Андрей Белый | страница 53
В марте Белый уже в Москве. Вернулся он из-за границы, по его собственным словам, «сухим, озлобленным, фанатичным». Сергей Соловьев, привязанный к постели острым припадком ревматизма, встретил его с «трагическим юмором»: «Да, вот — дошли мы; тебя там в Париже изрезали; ты обливался там кровью, а я вот свалился без ног. Да, дошли мы до точки…» Обоим им болезнь представлялась кризисом: прошлое кончилось; символом этого конца был пожар домика в Дедове, где когда-то гостил Владимир Соловьев и вокруг которого росли белые колокольчики, пересаженные из Пустыньки. От прошлого остался — пепел. Так и назвал Белый вторую книгу своих стихов «Пепел».[16]
Весной 1907 года окончательно определилась «семерка» литературного отдела «Весов»: Брюсов, Белый, С. Соловьев, Эллис, Балтрушайтис, Садовской и Ликиардопуло. Белый стал заведующим «теоретической секцией»: почти в каждом номере журнала появлялись его передовицы под общим заглавием «На перевале». Так, на протяжении двух лет (1907–1909) Белый выступал как официальный идеолог символизма.

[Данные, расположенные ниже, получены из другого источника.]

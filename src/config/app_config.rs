use std::num::NonZeroUsize;
use std::path::{Path, PathBuf};
use std::time::Duration;

use super::probe_config::TargetsFile;
use crate::cli::Cli;
use crate::dispatch::Concurrency;
use crate::error::AppError;
use crate::http_probe::prelude::ProbeConfig;

/// Everything a run needs, resolved from the command line, the environment
/// and an optional targets file.
#[derive(Debug, Clone, PartialEq, Eq)]
pub struct AppConfig {
    /// Targets file entries first, then positional locations.
    pub locations: Vec<String>,
    pub timeout: Option<Duration>,
    pub max_in_flight: Option<NonZeroUsize>,
}

impl AppConfig {
    pub fn probe_config(&self) -> ProbeConfig {
        ProbeConfig {
            timeout: self.timeout,
        }
    }

    pub fn concurrency(&self) -> Concurrency {
        Concurrency::from_limit(self.max_in_flight)
    }
}

/// Load `.env` if present. Must run before the command line is parsed so the
/// `HTTPRACER_*` variables it sets are seen by clap, which also means before
/// the logger exists; the caller logs the result.
pub fn load_dotenv() -> Result<Option<PathBuf>, dotenvy::Error> {
    match dotenvy::dotenv() {
        Ok(path) => Ok(Some(path)),
        Err(e) if e.not_found() => Ok(None),
        Err(e) => Err(e),
    }
}

/// Build the application configuration from parsed arguments.
/// Reads the targets file named by `--targets` / `HTTPRACER_TARGETS`, if any.
pub fn load_config(cli: Cli) -> Result<AppConfig, AppError> {
    let mut locations = match &cli.targets {
        Some(path) => read_targets(path)?,
        None => Vec::new(),
    };
    locations.extend(cli.locations);

    Ok(AppConfig {
        locations,
        timeout: cli.timeout,
        max_in_flight: cli.max_in_flight,
    })
}

fn read_targets(path: &Path) -> Result<Vec<String>, AppError> {
    let contents = std::fs::read_to_string(path).map_err(|source| AppError::TargetsRead {
        path: path.to_path_buf(),
        source,
    })?;
    let file: TargetsFile =
        serde_yaml::from_str(&contents).map_err(|source| AppError::TargetsParse {
            path: path.to_path_buf(),
            source,
        })?;
    let locations: Vec<String> = file.locations().collect();
    log::info!("Loaded {} targets from {}", locations.len(), path.display());
    Ok(locations)
}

В статье Белого «Смысл искусства» — попытка построить теорию символического искусства на основе современной теории познания. Школа Виндельбанда, Риккерта и Ласка признает примат творчества над познанием. Чтобы возникла ценность, нужно, чтобы понятие долженствования соединилось с той или иной данностью. Это соединение лежит в свободной воле личности, в ее творчестве. Поэтому и научное познание, и философия, и искусство, и религия суть разные виды творчества. Искусство претворяет образы жизни в образы ценностей (символы); религия реализует их в жизни. То, что начинается в искусстве, завершается в религии. Искусство не имеет никакого собственного смысла, кроме религиозного: если мы отнимем у него этот смысл, оно должно или превратиться в науку, или исчезнуть. Творчество символов подводит к конечной цели: преображению мира, но достигнуть этой цели может только религия. Так фрейбургская школа философии с ее учением о ценности и творчестве помогает автору обосновать свою теорию о религиозной природе символов-ценностей. Но если искусство есть только путь к религиозному преображению жизни, то первая задача художника— реализовать свою собственную ценность, создать самого себя.

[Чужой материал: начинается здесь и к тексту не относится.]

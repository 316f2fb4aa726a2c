use std::num::NonZeroUsize;
use std::path::PathBuf;
use std::time::Duration;

use clap::Parser;
use log::LevelFilter;

/// Probe every LOCATION with a concurrent HTTP GET and print each latency as
/// its response arrives.
#[derive(Parser, Debug)]
#[command(name = "httpracer", version, about, long_about = None)]
pub struct Cli {
    /// Absolute URLs to probe
    pub locations: Vec<String>,

    /// YAML file with additional targets, probed alongside LOCATION
    #[arg(short, long, env = "HTTPRACER_TARGETS")]
    pub targets: Option<PathBuf>,

    /// Per-request deadline for response headers, e.g. `5s` or `250ms`
    #[arg(long, env = "HTTPRACER_TIMEOUT", value_parser = humantime::parse_duration)]
    pub timeout: Option<Duration>,

    /// Maximum number of requests in flight, at least 1 (unbounded if unset)
    #[arg(long, env = "HTTPRACER_MAX_IN_FLIGHT")]
    pub max_in_flight: Option<NonZeroUsize>,

    /// Diagnostic log level written to stderr
    #[arg(long, env = "HTTPRACER_LOG_LEVEL", default_value = "warn")]
    pub log_level: LevelFilter,
}

/// Identifier used to prefix failure lines: the invoked program path.
pub fn program_name() -> String {
    std::env::args()
        .next()
        .unwrap_or_else(|| env!("CARGO_PKG_NAME").to_string())
}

В статье «Будущее искусство»[17] автор пишет: «С искусством, с жизнью дело обстоит гораздо серьезнее, чем мы думаем; бездна, над которой повисли мы, глубже, мрачнее… Мы должны забыть настоящее; мы должны все снова пересоздать: для этого мы должны создать самих себя. И единственная круча, по которой мы можем еще карабкаться, это мы сами. На вершине нас ждет наше я. Вот ответ для художника: если он хочет остаться художником, не переставая быть человеком, он должен стать своей собственной художественной формой. Только эта форма творчества еще сулит нам спасение. Тут и лежит путь будущего искусства».